You wouldn't think your brain had room for all the fantastic concepts that are in play in this book, all at one time. By now, if you've been following this series, you've probably grown used to the "metalborn" magics of Allomancy, Feruchemy, and (ugh) Hemalurgy. They continue to combine in increasingly complex ways, while new forces come into the picture. Also woven into the fabric are several competing religions, most notably Pathism and Survivorism, with something wicked called Trellism lurking in the shadows and now, apparently, a fourth faith flying in over the rim of the world. God himself, as main character Waxillium "Wax" Ladrian knows him, makes an appearance that - from Wax's perspective - it would be an understatement to describe as "life-changing." The god of another religion also shows up, but not the one you're expecting to see. The Faceless Immortals, also known as kandra, need Wax's help. Wax himself, though only briefly, achieves a sort of divine status. Harmony reveals a cosmic threat that even he doesn't understand - which is scary, if like Wax you think of him as God - but after all, on Scadrial at least, the gods are only human. Finally, the snappy dialogue, the gripping action, the taut conflict laden with treachery and moral dilemmas, and the evolving relationships between Wax and his circle of characters, combine to furnish a hell of a good time. I don't care whether you understand the word broadly or narrowly: this adventure is EPIC.

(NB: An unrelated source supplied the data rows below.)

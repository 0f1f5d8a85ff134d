/// Normalized 2D movement intent from an input device.
///
/// Values are expected in [-1, 1] as produced by the input sampler
/// ([`crate::input::InputState`]); `set` clamps to keep that range.
#[derive(Clone, Copy, Debug, Default, PartialEq)]
pub struct InputAxis {
    pub x: f32,
    pub y: f32,
}

impl InputAxis {
    pub fn new(x: f32, y: f32) -> Self {
        Self {
            x: x.clamp(-1.0, 1.0),
            y: y.clamp(-1.0, 1.0),
        }
    }

    pub fn set(&mut self, x: f32, y: f32) {
        self.x = x.clamp(-1.0, 1.0);
        self.y = y.clamp(-1.0, 1.0);
    }
}
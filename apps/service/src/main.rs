use std::path::PathBuf;
use std::process::ExitCode;

use anyhow::{Context, Result};
use clap::Parser;
use tokio_util::sync::CancellationToken;
use tracing::{error, info};

use healthcheck_service::{Config, Engine};

/// Periodically probe HTTP endpoints and report their health
#[derive(Debug, Parser)]
#[command(version, about)]
struct Cli {
    /// Configuration file (.toml or .json); falls back to $HEALTHCHECK_CONFIG,
    /// then ./config.toml, then ./config.json
    #[arg(short, long)]
    config: Option<PathBuf>,

    /// Print the loaded configuration and exit
    #[arg(long)]
    print_config: bool,

    /// Log at debug level (RUST_LOG still takes precedence)
    #[arg(short, long)]
    verbose: bool,
}

#[tokio::main]
async fn main() -> ExitCode {
    let cli = Cli::parse();

    logger::init_with_level(if cli.verbose { logger::Level::DEBUG } else { logger::Level::INFO });

    match run(cli).await {
        Ok(()) => ExitCode::SUCCESS,
        Err(err) => {
            error!("{err:#}");
            ExitCode::FAILURE
        }
    }
}

async fn run(cli: Cli) -> Result<()> {
    let config = Config::from_config(cli.config.as_deref()).context("Error getting config")?;

    if cli.print_config {
        print!("{config}");
        return Ok(());
    }

    let settings = config.validate().context("Invalid configuration")?;
    let engine = Engine::new(settings).context("Failed to start health checker")?;

    let cancel = CancellationToken::new();
    tokio::spawn(shutdown_on_signal(cancel.clone()));

    engine.run(&cancel).await;
    engine.report_final();

    Ok(())
}

/// Cancel `cancel` on the first SIGINT or SIGTERM
async fn shutdown_on_signal(cancel: CancellationToken) {
    if let Err(err) = wait_for_signal().await {
        error!(error = %err, "Failed to listen for shutdown signals");
        return;
    }
    info!("received shutdown signal");
    cancel.cancel();
}

#[cfg(unix)]
async fn wait_for_signal() -> std::io::Result<()> {
    use tokio::signal::unix::{SignalKind, signal};

    let mut terminate = signal(SignalKind::terminate())?;
    tokio::select! {
        result = tokio::signal::ctrl_c() => result,
        _ = terminate.recv() => Ok(()),
    }
}

#[cfg(not(unix))]
async fn wait_for_signal() -> std::io::Result<()> {
    tokio::signal::ctrl_c().await
}
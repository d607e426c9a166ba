/// Monitoring engine module - probes endpoints and keeps their statistics
///
/// This module is responsible for:
/// - Executing HTTP/HTTPS checks
/// - Scheduling one check loop per endpoint
/// - Holding per-endpoint statistics
/// - Periodically reporting those statistics
pub mod checker;
pub mod metrics;
pub mod reporter;
pub mod scheduler;
pub mod types;

pub use checker::{Checker, HttpChecker};
pub use metrics::{EndpointStats, MetricsStore, StatsSnapshot};
pub use reporter::MetricsReporter;
pub use scheduler::MonitoringScheduler;
pub use types::{Measurement, Outcome};
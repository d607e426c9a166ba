//! Periodic summary of every endpoint's statistics.

use std::sync::Arc;
use std::time::Duration;

use tokio::time::{Instant, MissedTickBehavior, interval_at};
use tokio_util::sync::CancellationToken;
use tracing::info;

use super::metrics::{MetricsStore, StatsSnapshot};
use super::types::format_millis;

/// Emits one summary line per active endpoint on every tick
pub struct MetricsReporter {
    store: Arc<MetricsStore>,
    interval: Duration,
}

impl MetricsReporter {
    pub fn new(store: Arc<MetricsStore>, interval: Duration) -> Self {
        Self { store, interval }
    }

    /// Report until `cancel` fires
    pub async fn run(&self, cancel: &CancellationToken) {
        assert!(!self.interval.is_zero(), "report interval must be positive");

        let mut timer = interval_at(Instant::now() + self.interval, self.interval);
        timer.set_missed_tick_behavior(MissedTickBehavior::Delay);

        loop {
            tokio::select! {
                biased;
                _ = cancel.cancelled() => {
                    info!(reason = "cancelled", "stopping health check metrics");
                    return;
                }
                _ = timer.tick() => {
                    self.report("metrics");
                }
            }
        }
    }

    /// Log the current snapshot of every endpoint that has been checked.
    ///
    /// Returns the number of lines emitted.
    pub fn report(&self, message: &'static str) -> usize {
        let mut reported = 0;
        for (endpoint, snapshot) in self.store.snapshots() {
            let Some(line) = ReportLine::from_snapshot(&snapshot) else {
                continue;
            };
            info!(
                url = endpoint,
                total_checks = line.total_checks,
                successful_checks = line.successful_checks,
                success_rate = %line.success_rate,
                avg_response_time = %line.avg_response_time,
                "{message}"
            );
            reported += 1;
        }
        reported
    }
}

/// Rendered fields of one summary line
#[derive(Debug, PartialEq, Eq)]
struct ReportLine {
    total_checks: u64,
    successful_checks: u64,
    success_rate: String,
    avg_response_time: String,
}

impl ReportLine {
    /// `None` for endpoints that have not been checked yet
    fn from_snapshot(snapshot: &StatsSnapshot) -> Option<Self> {
        let success_rate = snapshot.success_rate()?;
        let avg_response_time = snapshot
            .average_response_time()
            .map(format_millis)
            .unwrap_or_else(|| "NONE".to_string());

        Some(Self {
            total_checks: snapshot.total_checks,
            successful_checks: snapshot.successful_checks,
            success_rate: format!("{success_rate:.1}%"),
            avg_response_time,
        })
    }
}
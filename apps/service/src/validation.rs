use std::collections::HashSet;

use tracing::warn;
use url::Url;

/// Longest accepted check or report interval (24 hours)
const MAX_INTERVAL_SECONDS: i64 = 86_400;

/// Longest accepted request timeout (5 minutes)
const MAX_TIMEOUT_SECONDS: i64 = 300;

/// Validation results with specific error messages
#[derive(Debug, Clone)]
pub struct ValidationResult {
    pub is_valid: bool,
    pub error: Option<String>,
}

impl ValidationResult {
    pub fn ok() -> Self {
        Self { is_valid: true, error: None }
    }

    pub fn err(msg: impl Into<String>) -> Self {
        Self { is_valid: false, error: Some(msg.into()) }
    }

    pub fn into_result(self) -> Result<(), String> {
        if self.is_valid {
            Ok(())
        } else {
            Err(self.error.unwrap_or_else(|| "Validation failed".to_string()))
        }
    }
}

/// Validate HTTP/HTTPS URL endpoint
pub fn validate_http_endpoint(target: &str) -> ValidationResult {
    match parse_http_endpoint(target) {
        Ok(_) => ValidationResult::ok(),
        Err(msg) => ValidationResult::err(msg),
    }
}

fn parse_http_endpoint(target: &str) -> Result<Url, String> {
    if target.trim().is_empty() {
        return Err("Target cannot be empty".to_string());
    }

    let url = Url::parse(target.trim()).map_err(|e| {
        // If it fails to parse, check if it's missing a scheme
        if target.contains("://") {
            format!("Invalid URL: {e}")
        } else {
            "URL must include scheme (http:// or https://)".to_string()
        }
    })?;

    let scheme = url.scheme();
    if scheme != "http" && scheme != "https" {
        return Err(format!("Invalid scheme '{scheme}'. Must be http or https"));
    }

    if url.host_str().is_none_or(str::is_empty) {
        return Err("URL must have a valid host".to_string());
    }

    Ok(url)
}

/// Validate and normalize the configured endpoint list.
///
/// Invalid entries are logged and dropped, duplicates (after normalization)
/// are dropped, and configuration order is preserved.
pub fn validate_urls(urls: &[String]) -> Vec<String> {
    let mut seen = HashSet::new();
    let mut valid = Vec::with_capacity(urls.len());

    for raw in urls {
        match parse_http_endpoint(raw) {
            Ok(url) => {
                let normalized = url.to_string();
                if seen.insert(normalized.clone()) {
                    valid.push(normalized);
                } else {
                    warn!(url = %raw, "Duplicate URL ignored");
                }
            }
            Err(error) => warn!(url = %raw, %error, "Invalid URL ignored"),
        }
    }

    valid
}

/// Validate check or report interval
pub fn validate_interval(interval: i64) -> ValidationResult {
    if interval <= 0 {
        return ValidationResult::err("Interval must be at least 1 second");
    }

    if interval > MAX_INTERVAL_SECONDS {
        return ValidationResult::err("Interval too long (max 24 hours)");
    }

    ValidationResult::ok()
}

/// Validate request timeout
///
/// A timeout at or above the interval is allowed: checks of one endpoint are
/// sequential, so a slow probe only delays that endpoint's next tick.
pub fn validate_timeout(timeout: i64, interval: i64) -> ValidationResult {
    if timeout <= 0 {
        return ValidationResult::err("Timeout must be at least 1 second");
    }

    if timeout > MAX_TIMEOUT_SECONDS {
        return ValidationResult::err("Timeout too long (max 5 minutes)");
    }

    if timeout >= interval {
        warn!(timeout, interval, "Timeout is not shorter than the check interval");
    }

    ValidationResult::ok()
}
use std::time::{Duration, Instant};

use tokio_util::sync::CancellationToken;
use tracing::debug;

use super::types::{Measurement, Outcome};

const USER_AGENT: &str = concat!("healthcheck/", env!("CARGO_PKG_VERSION"));

/// Checker trait for probing a single endpoint
#[async_trait::async_trait]
pub trait Checker: Send + Sync {
    /// Perform exactly one check.
    ///
    /// Returns `None` only when `cancel` fired before the check could finish;
    /// every other outcome, including network errors, yields a measurement.
    async fn check(&self, endpoint: &str, cancel: &CancellationToken) -> Option<Measurement>;
}

/// HTTP/HTTPS checker backed by one pooled client
#[derive(Debug, Clone)]
pub struct HttpChecker {
    client: reqwest::Client,
}

impl HttpChecker {
    pub fn new(timeout: Duration) -> reqwest::Result<Self> {
        let client = reqwest::Client::builder().timeout(timeout).user_agent(USER_AGENT).build()?;

        Ok(Self { client })
    }
}

#[async_trait::async_trait]
impl Checker for HttpChecker {
    async fn check(&self, endpoint: &str, cancel: &CancellationToken) -> Option<Measurement> {
        if cancel.is_cancelled() {
            return None;
        }

        let start = Instant::now();
        let send = self.client.get(endpoint).send();

        let result = tokio::select! {
            biased;
            _ = cancel.cancelled() => return None,
            result = send => result,
        };
        let elapsed = start.elapsed();

        match result {
            Ok(response) => {
                let outcome = Outcome::from_status(response.status().as_u16());
                // Body is never read; dropping releases the pooled connection.
                drop(response);
                Some(Measurement::new(endpoint, elapsed, outcome))
            }
            // The token can fire between the request failing and us looking at it.
            Err(_) if cancel.is_cancelled() => None,
            Err(error) => {
                debug!(url = endpoint, error = %error, "HTTP request failed");
                Some(Measurement::transport_failure(endpoint, elapsed))
            }
        }
    }
}
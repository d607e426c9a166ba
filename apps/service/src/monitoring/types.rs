use std::time::Duration;

/// Classification of a single check
#[derive(Debug, Clone, Copy, PartialEq, Eq)]
pub enum Outcome {
    /// No response was obtained (DNS, connect, timeout, ...)
    TransportFailure,
    /// A response arrived with a status outside 2xx
    Unhealthy { status: u16 },
    /// A response arrived with a 2xx status
    Healthy { status: u16 },
}

impl Outcome {
    /// Classify a received HTTP status code
    pub fn from_status(status: u16) -> Self {
        if (200..300).contains(&status) {
            Outcome::Healthy { status }
        } else {
            Outcome::Unhealthy { status }
        }
    }

    pub fn is_healthy(&self) -> bool {
        matches!(self, Outcome::Healthy { .. })
    }

    /// Whether the check got an HTTP response at all
    pub fn responded(&self) -> bool {
        !matches!(self, Outcome::TransportFailure)
    }

    pub fn status_code(&self) -> Option<u16> {
        match self {
            Outcome::TransportFailure => None,
            Outcome::Unhealthy { status } | Outcome::Healthy { status } => Some(*status),
        }
    }
}

impl std::fmt::Display for Outcome {
    fn fmt(&self, f: &mut std::fmt::Formatter<'_>) -> std::fmt::Result {
        match self.status_code() {
            Some(status) => write!(f, "{status}"),
            None => write!(f, "NONE"),
        }
    }
}

/// Result of one check, folded into the statistics record and then dropped
#[derive(Debug, Clone, PartialEq, Eq)]
pub struct Measurement {
    /// Endpoint that was checked
    pub endpoint: String,

    /// Time from dispatch until the status was known (or the failure surfaced)
    pub elapsed: Duration,

    pub outcome: Outcome,
}

impl Measurement {
    pub fn new(endpoint: impl Into<String>, elapsed: Duration, outcome: Outcome) -> Self {
        Self { endpoint: endpoint.into(), elapsed, outcome }
    }

    pub fn healthy(endpoint: impl Into<String>, elapsed: Duration, status: u16) -> Self {
        Self::new(endpoint, elapsed, Outcome::Healthy { status })
    }

    pub fn unhealthy(endpoint: impl Into<String>, elapsed: Duration, status: u16) -> Self {
        Self::new(endpoint, elapsed, Outcome::Unhealthy { status })
    }

    pub fn transport_failure(endpoint: impl Into<String>, elapsed: Duration) -> Self {
        Self::new(endpoint, elapsed, Outcome::TransportFailure)
    }
}

/// Format a duration the way every log line reports latency
pub fn format_millis(duration: Duration) -> String {
    format!("{}ms", duration.as_millis())
}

In little more than a year or so, I have gone from saying I've only read one or two of Brandon Sanderson's novels to having practically read them all. There isn't one that I've read but that I would recommend it without reservation. I still look forward to getting my hands on more of his "Alcatraz vs. the Evil Librarians" series. But the most exciting prospect on the horizon is the fourth book in the "Mistborn Second Era" sequence, which (according to an author's note at the end of this book) will be titled The Lost Metal. It can't come soon enough!